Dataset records

------

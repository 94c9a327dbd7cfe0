use base64ct::{Base64UrlUnpadded, Encoding};
use serde_json::Value;
use thiserror::Error;

#[derive(Debug, Error)]
pub enum ClaimsError {
    #[error("invalid token format")]
    TokenFormat,
    #[error("invalid base64 encoding")]
    Base64,
    #[error("invalid json")]
    Json(#[from] serde_json::Error),
    #[error("missing numeric exp claim")]
    MissingExp,
}

/// Reads the `exp` claim (seconds since epoch) without verifying the signature.
///
/// # Errors
/// Returns an error unless the token has exactly three segments and the middle one is
/// base64 JSON carrying a numeric `exp`.
pub fn token_expiry(token: &str) -> Result<f64, ClaimsError> {
    let mut parts = token.split('.');
    let (Some(_header), Some(claims), Some(_signature), None) =
        (parts.next(), parts.next(), parts.next(), parts.next())
    else {
        return Err(ClaimsError::TokenFormat);
    };

    let bytes = decode_segment(claims)?;
    let payload: Value = serde_json::from_slice(&bytes)?;

    payload
        .get("exp")
        .and_then(Value::as_f64)
        .ok_or(ClaimsError::MissingExp)
}

/// Accepts both base64 alphabets, with or without padding.
fn decode_segment(segment: &str) -> Result<Vec<u8>, ClaimsError> {
    let normalized: String = segment
        .trim_end_matches('=')
        .chars()
        .map(|c| match c {
            '+' => '-',
            '/' => '_',
            other => other,
        })
        .collect();

    if normalized.is_empty() {
        return Err(ClaimsError::Base64);
    }

    Base64UrlUnpadded::decode_vec(&normalized).map_err(|_| ClaimsError::Base64)
}

#[cfg(test)]
#[allow(clippy::unwrap_used)]
mod tests {
    use super::*;

    fn segment(json: &str) -> String {
        Base64UrlUnpadded::encode_string(json.as_bytes())
    }

    #[test]
    fn reads_integer_and_fractional_exp() {
        let token = format!("h.{}.s", segment(r#"{"sub":"alex@bitva.io","exp":1700000000}"#));
        assert!((token_expiry(&token).unwrap() - 1_700_000_000.0).abs() < f64::EPSILON);

        let token = format!("h.{}.s", segment(r#"{"exp":1700000000.5}"#));
        assert!((token_expiry(&token).unwrap() - 1_700_000_000.5).abs() < f64::EPSILON);
    }

    #[test]
    fn accepts_padded_standard_alphabet() {
        let json = r#"{"exp":1,"x":">>?"}"#;
        let standard = base64ct::Base64::encode_string(json.as_bytes());
        assert!(standard.contains('+') || standard.contains('/') || standard.ends_with('='));

        let token = format!("h.{standard}.s");
        assert!((token_expiry(&token).unwrap() - 1.0).abs() < f64::EPSILON);
    }

    #[test]
    fn rejects_wrong_segment_count() {
        for token in ["", "abc", "a.b", "a.b.c.d", "abc.def.ghi.jkl"] {
            assert!(matches!(token_expiry(token), Err(ClaimsError::TokenFormat)), "{token}");
        }
    }

    #[test]
    fn rejects_bad_encoding_and_json() {
        assert!(matches!(token_expiry("h.!!!.s"), Err(ClaimsError::Base64)));
        assert!(matches!(token_expiry("h..s"), Err(ClaimsError::Base64)));

        let token = format!("h.{}.s", segment("not json"));
        assert!(matches!(token_expiry(&token), Err(ClaimsError::Json(_))));
    }

    #[test]
    fn rejects_missing_or_non_numeric_exp() {
        for json in [
            r#"{"sub":"x"}"#,
            r#"{"exp":"1700000000"}"#,
            r#"{"exp":null}"#,
            "[1,2]",
            "42",
        ] {
            let token = format!("h.{}.s", segment(json));
            assert!(matches!(token_expiry(&token), Err(ClaimsError::MissingExp)), "{json}");
        }
    }
}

------

Every entry, from first to last, should be written out exactly.

* _Solution to the exercise_:
repository 94c9a327dbd7cfe0
use base64ct::{Base64UrlUnpadded, Encoding};
use serde_json::Value;
use thiserror::Error;

#[derive(Debug, Error)]
pub enum ClaimsError {
    #[error("invalid token format")]
    TokenFormat,
    #[error("invalid base64 encoding")]
    Base64,
    #[error("invalid json")]
    Json(#[from] serde_json::Error),
    #[error("missing numeric exp claim")]
    MissingExp,
}

/// Reads the `exp` claim (seconds since epoch) without verifying the signature.
///
/// # Errors
/// Returns an error unless the token has exactly three segments and the middle one is
/// base64 JSON carrying a numeric `exp`.
pub fn token_expiry(token: &str) -> Result<f64, ClaimsError> {
    let mut parts = token.split('.');
    let (Some(_header), Some(claims), Some(_signature), None) =
        (parts.next(), parts.next(), parts.next(), parts.next())
    else {
        return Err(ClaimsError::TokenFormat);
    };

    let bytes = decode_segment(claims)?;
    let payload: Value = serde_json::from_slice(&bytes)?;

    payload
        .get("exp")
        .and_then(Value::as_f64)
        .ok_or(ClaimsError::MissingExp)
}

/// Accepts both base64 alphabets, with or without padding.
fn decode_segment(segment: &str) -> Result<Vec<u8>, ClaimsError> {
    let normalized: String = segment
        .trim_end_matches('=')
        .chars()
        .map(|c| match c {
            '+' => '-',
            '/' => '_',
            other => other,
        })
        .collect();

    if normalized.is_empty() {
        return Err(ClaimsError::Base64);
    }

    Base64UrlUnpadded::decode_vec(&normalized).map_err(|_| ClaimsError::Base64)
}

#[cfg(test)]
#[allow(clippy::unwrap_used)]
mod tests {
    use super::*;

    fn segment(json: &str) -> String {
        Base64UrlUnpadded::encode_string(json.as_bytes())
    }

    #[test]
    fn reads_integer_and_fractional_exp() {
        let token = format!("h.{}.s", segment(r#"{"sub":"alex@bitva.io","exp":1700000000}"#));
        assert!((token_expiry(&token).unwrap() - 1_700_000_000.0).abs() < f64::EPSILON);

        let token = format!("h.{}.s", segment(r#"{"exp":1700000000.5}"#));
        assert!((token_expiry(&token).unwrap() - 1_700_000_000.5).abs() < f64::EPSILON);
    }

    #[test]
    fn accepts_padded_standard_alphabet() {
        let json = r#"{"exp":1,"x":">>?"}"#;
        let standard = base64ct::Base64::encode_string(json.as_bytes());
        assert!(standard.contains('+') || standard.contains('/') || standard.ends_with('='));

        let token = format!("h.{standard}.s");
        assert!((token_expiry(&token).unwrap() - 1.0).abs() < f64::EPSILON);
    }

    #[test]
    fn rejects_wrong_segment_count() {
        for token in ["", "abc", "a.b", "a.b.c.d", "abc.def.ghi.jkl"] {
            assert!(matches!(token_expiry(token), Err(ClaimsError::TokenFormat)), "{token}");
        }
    }

    #[test]
    fn rejects_bad_encoding_and_json() {
        assert!(matches!(token_expiry("h.!!!.s"), Err(ClaimsError::Base64)));
        assert!(matches!(token_expiry("h..s"), Err(ClaimsError::Base64)));

        let token = format!("h.{}.s", segment("not json"));
        assert!(matches!(token_expiry(&token), Err(ClaimsError::Json(_))));
    }

    #[test]
    fn rejects_missing_or_non_numeric_exp() {
        for json in [
            r#"{"sub":"x"}"#,
            r#"{"exp":"1700000000"}"#,
            r#"{"exp":null}"#,
            "[1,2]",
            "42",
        ] {
            let token = format!("h.{}.s", segment(json));
            assert!(matches!(token_expiry(&token), Err(ClaimsError::MissingExp)), "{json}");
        }
    }
}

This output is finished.